Sunday, October 26, 2003

BBC NEWS | Technology | IP addresses are set to run out in 2005

Tackling the net's numbers shortage
In the early days of the internet, it seemed improbable that all of the four billion available IP addresses would be used, but that is exactly what is happening.

Every mobile phone, PC and server has an address which, like a phone number, needs to be dialled when it is accessed over the web.

But as more people log on around the globe, the available number of IP addresses is dwindling.

A taskforce of experts hope to solve the problem by creating what is called IPv6 and would provide 64 billion extra IP addresses.

I suspect the journalist did the math correctly, but an editor made the mistake. The number is 64 billion billion billion.
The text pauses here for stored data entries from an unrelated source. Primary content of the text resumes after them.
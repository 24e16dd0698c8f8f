//! User sync offset
//!
//! A correction for systematic drift between the audio and the lyric
//! timestamps. Positive values delay the lyrics, negative values bring them
//! earlier. Always within [-3.0, 3.0] seconds at 0.1 s resolution.

use std::fmt;

use serde::{Deserialize, Serialize};

pub const MIN_OFFSET: f64 = -3.0;
pub const MAX_OFFSET: f64 = 3.0;
pub const FINE_STEP: f64 = 0.1;
pub const COARSE_STEP: f64 = 1.0;

#[derive(Debug, Clone, Copy, Default, PartialEq, PartialOrd, Serialize, Deserialize)]
#[serde(from = "f64", into = "f64")]
pub struct SyncOffset(f64);

impl SyncOffset {
    pub const ZERO: SyncOffset = SyncOffset(0.0);

    /// Clamp to the allowed range and round to the nearest tenth.
    /// Non-finite input becomes zero.
    ///
    /// # Example
    /// ```
    /// use typesync::SyncOffset;
    ///
    /// assert_eq!(SyncOffset::new(0.26).seconds(), 0.3);
    /// assert_eq!(SyncOffset::new(-7.0).seconds(), -3.0);
    /// ```
    pub fn new(seconds: f64) -> Self {
        if !seconds.is_finite() {
            return Self::ZERO;
        }
        let clamped = seconds.clamp(MIN_OFFSET, MAX_OFFSET);
        let rounded = (clamped * 10.0).round() / 10.0;
        // Avoid displaying "-0.0".
        Self(if rounded == 0.0 { 0.0 } else { rounded })
    }

    pub fn seconds(self) -> f64 {
        self.0
    }

    pub fn nudged(self, delta: f64) -> Self {
        Self::new(self.0 + delta)
    }

    pub fn is_zero(self) -> bool {
        self.0 == 0.0
    }
}

impl From<f64> for SyncOffset {
    fn from(seconds: f64) -> Self {
        SyncOffset::new(seconds)
    }
}

impl From<SyncOffset> for f64 {
    fn from(offset: SyncOffset) -> Self {
        offset.0
    }
}

impl fmt::Display for SyncOffset {
    fn fmt(&self, f: &mut fmt::Formatter<'_>) -> fmt::Result {
        let sign = if self.0 >= 0.0 { "+" } else { "" };
        write!(f, "{}{:.1}s", sign, self.0)
    }
}

/// Offset change bound to a key: `[` earlier, `]` later, Shift for whole
/// seconds. `code` is a physical key code such as `"BracketLeft"`.
pub fn offset_delta_for_key(code: &str, shift: bool) -> Option<f64> {
    let step = if shift { COARSE_STEP } else { FINE_STEP };
    match code {
        "BracketLeft" => Some(-step),
        "BracketRight" => Some(step),
        _ => None,
    }
}
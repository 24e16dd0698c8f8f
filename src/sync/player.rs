//! Video player capability
//!
//! The engine drives playback through the [`Player`] trait only. Calls are
//! requests: after `play()` a real player may still report `Buffering` or
//! `Paused` on the next read.

use serde::{Deserialize, Serialize};

/// Playback state as reported by the player.
#[derive(Debug, Clone, Copy, PartialEq, Eq, Serialize, Deserialize)]
#[serde(rename_all = "lowercase")]
pub enum PlayerState {
    Unstarted,
    Ended,
    Playing,
    Paused,
    Buffering,
    Cued,
}

impl PlayerState {
    /// Map an embedded-player state code (-1, 0, 1, 2, 3, 5).
    pub fn from_code(code: i32) -> Option<Self> {
        match code {
            -1 => Some(PlayerState::Unstarted),
            0 => Some(PlayerState::Ended),
            1 => Some(PlayerState::Playing),
            2 => Some(PlayerState::Paused),
            3 => Some(PlayerState::Buffering),
            5 => Some(PlayerState::Cued),
            _ => None,
        }
    }

    pub fn code(self) -> i32 {
        match self {
            PlayerState::Unstarted => -1,
            PlayerState::Ended => 0,
            PlayerState::Playing => 1,
            PlayerState::Paused => 2,
            PlayerState::Buffering => 3,
            PlayerState::Cued => 5,
        }
    }
}

pub trait Player {
    /// Current playback position in seconds.
    fn current_time(&self) -> f64;
    fn state(&self) -> PlayerState;
    fn play(&mut self);
    fn pause(&mut self);
}

/// Deterministic in-memory player.
///
/// Its clock moves only through [`SimulatedPlayer::advance`] and only while
/// playing. It ends once the clock reaches `duration`. Play and pause
/// requests take effect immediately and are counted.
#[derive(Debug, Clone)]
pub struct SimulatedPlayer {
    time: f64,
    duration: f64,
    state: PlayerState,
    play_calls: usize,
    pause_calls: usize,
}

impl SimulatedPlayer {
    pub fn new(duration: f64) -> Self {
        Self {
            time: 0.0,
            duration,
            state: PlayerState::Cued,
            play_calls: 0,
            pause_calls: 0,
        }
    }

    /// Advance the clock by `seconds` if playing.
    pub fn advance(&mut self, seconds: f64) {
        if self.state != PlayerState::Playing {
            return;
        }
        self.time = (self.time + seconds).min(self.duration);
        if self.time >= self.duration {
            self.state = PlayerState::Ended;
        }
    }

    pub fn seek(&mut self, seconds: f64) {
        self.time = seconds.clamp(0.0, self.duration);
        if self.state == PlayerState::Ended && self.time < self.duration {
            self.state = PlayerState::Paused;
        }
    }

    /// Force a state, as an external actor (the user, the network) would.
    pub fn set_state(&mut self, state: PlayerState) {
        self.state = state;
    }

    pub fn duration(&self) -> f64 {
        self.duration
    }

    pub fn play_calls(&self) -> usize {
        self.play_calls
    }

    pub fn pause_calls(&self) -> usize {
        self.pause_calls
    }
}

impl Player for SimulatedPlayer {
    fn current_time(&self) -> f64 {
        self.time
    }

    fn state(&self) -> PlayerState {
        self.state
    }

    fn play(&mut self) {
        self.play_calls += 1;
        if self.time < self.duration {
            self.state = PlayerState::Playing;
        }
    }

    fn pause(&mut self) {
        self.pause_calls += 1;
        if self.state != PlayerState::Ended {
            self.state = PlayerState::Paused;
        }
    }
}
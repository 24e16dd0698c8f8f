//! Lyric lookup by playback time
//!
//! Pure functions over an ascending slice of lines. `None` plays the role of
//! "no line yet" (the query time precedes the first line, or the slice is
//! empty).

use super::types::LyricLine;

/// Returns the highest index `i` such that `lines[i].time <= time`.
///
/// Lines sharing the maximal timestamp resolve to the last of them. A
/// non-finite `time` never matches anything.
///
/// # Example
/// ```
/// use typesync::{current_index, LyricLine};
///
/// let lines = vec![
///     LyricLine::new(0.0, "a"),
///     LyricLine::new(2.0, "bb"),
///     LyricLine::new(4.0, "ccc"),
/// ];
///
/// assert_eq!(current_index(&lines, -0.5), None);
/// assert_eq!(current_index(&lines, 2.0), Some(1));
/// assert_eq!(current_index(&lines, 9.0), Some(2));
/// ```
pub fn current_index(lines: &[LyricLine], time: f64) -> Option<usize> {
    // partition_point needs the predicate to be true for a prefix, which holds
    // because lines are sorted ascending.
    let count = lines.partition_point(|line| line.time <= time);
    count.checked_sub(1)
}

/// Start time of the line after `index`.
///
/// With `index == None` this is the first line's time.
pub fn next_line_time(lines: &[LyricLine], index: Option<usize>) -> Option<f64> {
    let next = index.map_or(0, |i| i + 1);
    lines.get(next).map(|line| line.time)
}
More significantly, IPv6 was created years ago and has been implemented in several test cases. I think both OS X 10.3 and XP SP1 include IPv6 support.

This is the personal ID number of science fiction fame. At birth one will be assigned an IP address -- certainly appearing on one's hospital id bracelet. That number replaces SSN, phone numbers, email addresses, etc. Names are merely a changeable label, the number persists. Never reused, it most likely goes to the grave with the person. Post-mortal derivative avatars may apply to inherit the number, but they'll probably have to make do with their own. Pre-mortal avatars will certainly have to get their own numbers.